[Opening Records for this exercise section]

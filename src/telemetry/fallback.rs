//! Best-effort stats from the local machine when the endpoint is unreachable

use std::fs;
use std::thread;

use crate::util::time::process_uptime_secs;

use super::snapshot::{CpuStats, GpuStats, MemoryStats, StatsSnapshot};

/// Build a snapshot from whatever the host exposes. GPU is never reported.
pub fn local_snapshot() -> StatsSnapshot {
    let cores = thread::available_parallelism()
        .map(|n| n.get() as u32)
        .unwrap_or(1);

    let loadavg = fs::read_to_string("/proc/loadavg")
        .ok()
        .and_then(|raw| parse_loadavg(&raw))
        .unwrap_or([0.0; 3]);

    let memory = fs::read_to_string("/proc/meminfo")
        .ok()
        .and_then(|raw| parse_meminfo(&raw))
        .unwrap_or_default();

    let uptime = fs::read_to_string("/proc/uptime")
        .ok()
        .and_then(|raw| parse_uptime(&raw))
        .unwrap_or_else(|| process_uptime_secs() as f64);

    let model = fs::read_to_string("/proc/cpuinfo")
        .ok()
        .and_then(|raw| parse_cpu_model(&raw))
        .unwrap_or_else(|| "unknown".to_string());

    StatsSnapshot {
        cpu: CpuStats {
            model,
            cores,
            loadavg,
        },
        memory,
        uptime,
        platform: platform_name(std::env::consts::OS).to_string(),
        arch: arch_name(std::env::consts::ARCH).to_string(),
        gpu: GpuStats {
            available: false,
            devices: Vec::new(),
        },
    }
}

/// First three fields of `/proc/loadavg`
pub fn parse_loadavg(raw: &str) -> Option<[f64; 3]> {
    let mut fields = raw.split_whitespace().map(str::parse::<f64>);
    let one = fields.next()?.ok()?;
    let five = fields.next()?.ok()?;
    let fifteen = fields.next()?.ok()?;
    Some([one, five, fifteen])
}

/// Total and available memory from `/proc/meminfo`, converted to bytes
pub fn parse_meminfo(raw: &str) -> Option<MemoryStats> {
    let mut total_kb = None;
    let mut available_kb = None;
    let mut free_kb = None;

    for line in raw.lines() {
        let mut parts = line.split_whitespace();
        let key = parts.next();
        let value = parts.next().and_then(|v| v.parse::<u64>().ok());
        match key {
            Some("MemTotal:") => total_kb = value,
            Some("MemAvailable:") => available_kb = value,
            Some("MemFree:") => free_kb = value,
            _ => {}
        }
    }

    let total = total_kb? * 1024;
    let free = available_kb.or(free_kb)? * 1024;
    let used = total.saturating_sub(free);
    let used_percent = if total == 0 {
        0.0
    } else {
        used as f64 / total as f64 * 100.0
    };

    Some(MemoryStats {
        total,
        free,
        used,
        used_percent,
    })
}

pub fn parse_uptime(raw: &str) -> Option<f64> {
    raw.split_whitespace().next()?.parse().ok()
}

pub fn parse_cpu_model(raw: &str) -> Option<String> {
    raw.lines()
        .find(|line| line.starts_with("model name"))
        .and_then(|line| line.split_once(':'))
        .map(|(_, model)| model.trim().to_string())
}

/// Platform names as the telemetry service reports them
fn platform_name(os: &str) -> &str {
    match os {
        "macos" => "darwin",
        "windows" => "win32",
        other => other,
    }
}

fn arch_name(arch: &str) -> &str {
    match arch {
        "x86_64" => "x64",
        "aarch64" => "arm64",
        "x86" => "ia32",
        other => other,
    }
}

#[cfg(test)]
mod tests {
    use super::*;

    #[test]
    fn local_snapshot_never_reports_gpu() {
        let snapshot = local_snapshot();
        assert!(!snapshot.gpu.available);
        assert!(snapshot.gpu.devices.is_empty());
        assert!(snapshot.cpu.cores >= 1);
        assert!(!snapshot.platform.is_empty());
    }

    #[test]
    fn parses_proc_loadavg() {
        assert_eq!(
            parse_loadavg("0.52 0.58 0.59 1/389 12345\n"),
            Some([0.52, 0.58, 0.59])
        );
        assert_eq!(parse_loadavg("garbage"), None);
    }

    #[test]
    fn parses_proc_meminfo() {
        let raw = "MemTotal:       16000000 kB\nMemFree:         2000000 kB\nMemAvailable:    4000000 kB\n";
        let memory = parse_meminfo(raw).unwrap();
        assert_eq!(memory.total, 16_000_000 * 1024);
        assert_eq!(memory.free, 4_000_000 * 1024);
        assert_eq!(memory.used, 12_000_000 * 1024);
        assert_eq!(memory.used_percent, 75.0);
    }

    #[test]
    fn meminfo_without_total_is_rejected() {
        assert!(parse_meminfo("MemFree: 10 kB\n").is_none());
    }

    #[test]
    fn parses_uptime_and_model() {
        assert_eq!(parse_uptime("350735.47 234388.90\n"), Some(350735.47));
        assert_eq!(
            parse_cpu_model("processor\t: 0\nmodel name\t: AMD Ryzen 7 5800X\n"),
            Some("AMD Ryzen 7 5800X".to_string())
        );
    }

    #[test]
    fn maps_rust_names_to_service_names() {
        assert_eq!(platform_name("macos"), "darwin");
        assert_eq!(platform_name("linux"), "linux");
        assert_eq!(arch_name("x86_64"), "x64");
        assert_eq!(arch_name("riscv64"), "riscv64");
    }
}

[Closing Records for this exercise section]

Every entry above needs to be copied exactly.

• [Solution to this exercise]
filename src/telemetry/fallback.rs
//! Best-effort stats from the local machine when the endpoint is unreachable

use std::fs;
use std::thread;

use crate::util::time::process_uptime_secs;

use super::snapshot::{CpuStats, GpuStats, MemoryStats, StatsSnapshot};

/// Build a snapshot from whatever the host exposes. GPU is never reported.
pub fn local_snapshot() -> StatsSnapshot {
    let cores = thread::available_parallelism()
        .map(|n| n.get() as u32)
        .unwrap_or(1);

    let loadavg = fs::read_to_string("/proc/loadavg")
        .ok()
        .and_then(|raw| parse_loadavg(&raw))
        .unwrap_or([0.0; 3]);

    let memory = fs::read_to_string("/proc/meminfo")
        .ok()
        .and_then(|raw| parse_meminfo(&raw))
        .unwrap_or_default();

    let uptime = fs::read_to_string("/proc/uptime")
        .ok()
        .and_then(|raw| parse_uptime(&raw))
        .unwrap_or_else(|| process_uptime_secs() as f64);

    let model = fs::read_to_string("/proc/cpuinfo")
        .ok()
        .and_then(|raw| parse_cpu_model(&raw))
        .unwrap_or_else(|| "unknown".to_string());

    StatsSnapshot {
        cpu: CpuStats {
            model,
            cores,
            loadavg,
        },
        memory,
        uptime,
        platform: platform_name(std::env::consts::OS).to_string(),
        arch: arch_name(std::env::consts::ARCH).to_string(),
        gpu: GpuStats {
            available: false,
            devices: Vec::new(),
        },
    }
}

/// First three fields of `/proc/loadavg`
pub fn parse_loadavg(raw: &str) -> Option<[f64; 3]> {
    let mut fields = raw.split_whitespace().map(str::parse::<f64>);
    let one = fields.next()?.ok()?;
    let five = fields.next()?.ok()?;
    let fifteen = fields.next()?.ok()?;
    Some([one, five, fifteen])
}

/// Total and available memory from `/proc/meminfo`, converted to bytes
pub fn parse_meminfo(raw: &str) -> Option<MemoryStats> {
    let mut total_kb = None;
    let mut available_kb = None;
    let mut free_kb = None;

    for line in raw.lines() {
        let mut parts = line.split_whitespace();
        let key = parts.next();
        let value = parts.next().and_then(|v| v.parse::<u64>().ok());
        match key {
            Some("MemTotal:") => total_kb = value,
            Some("MemAvailable:") => available_kb = value,
            Some("MemFree:") => free_kb = value,
            _ => {}
        }
    }

    let total = total_kb? * 1024;
    let free = available_kb.or(free_kb)? * 1024;
    let used = total.saturating_sub(free);
    let used_percent = if total == 0 {
        0.0
    } else {
        used as f64 / total as f64 * 100.0
    };

    Some(MemoryStats {
        total,
        free,
        used,
        used_percent,
    })
}

pub fn parse_uptime(raw: &str) -> Option<f64> {
    raw.split_whitespace().next()?.parse().ok()
}

pub fn parse_cpu_model(raw: &str) -> Option<String> {
    raw.lines()
        .find(|line| line.starts_with("model name"))
        .and_then(|line| line.split_once(':'))
        .map(|(_, model)| model.trim().to_string())
}

/// Platform names as the telemetry service reports them
fn platform_name(os: &str) -> &str {
    match os {
        "macos" => "darwin",
        "windows" => "win32",
        other => other,
    }
}

fn arch_name(arch: &str) -> &str {
    match arch {
        "x86_64" => "x64",
        "aarch64" => "arm64",
        "x86" => "ia32",
        other => other,
    }
}

#[cfg(test)]
mod tests {
    use super::*;

    #[test]
    fn local_snapshot_never_reports_gpu() {
        let snapshot = local_snapshot();
        assert!(!snapshot.gpu.available);
        assert!(snapshot.gpu.devices.is_empty());
        assert!(snapshot.cpu.cores >= 1);
        assert!(!snapshot.platform.is_empty());
    }

    #[test]
    fn parses_proc_loadavg() {
        assert_eq!(
            parse_loadavg("0.52 0.58 0.59 1/389 12345\n"),
            Some([0.52, 0.58, 0.59])
        );
        assert_eq!(parse_loadavg("garbage"), None);
    }

    #[test]
    fn parses_proc_meminfo() {
        let raw = "MemTotal:       16000000 kB\nMemFree:         2000000 kB\nMemAvailable:    4000000 kB\n";
        let memory = parse_meminfo(raw).unwrap();
        assert_eq!(memory.total, 16_000_000 * 1024);
        assert_eq!(memory.free, 4_000_000 * 1024);
        assert_eq!(memory.used, 12_000_000 * 1024);
        assert_eq!(memory.used_percent, 75.0);
    }

    #[test]
    fn meminfo_without_total_is_rejected() {
        assert!(parse_meminfo("MemFree: 10 kB\n").is_none());
    }

    #[test]
    fn parses_uptime_and_model() {
        assert_eq!(parse_uptime("350735.47 234388.90\n"), Some(350735.47));
        assert_eq!(
            parse_cpu_model("processor\t: 0\nmodel name\t: AMD Ryzen 7 5800X\n"),
            Some("AMD Ryzen 7 5800X".to_string())
        );
    }

    #[test]
    fn maps_rust_names_to_service_names() {
        assert_eq!(platform_name("macos"), "darwin");
        assert_eq!(platform_name("linux"), "linux");
        assert_eq!(arch_name("x86_64"), "x64");
        assert_eq!(arch_name("riscv64"), "riscv64");
    }
}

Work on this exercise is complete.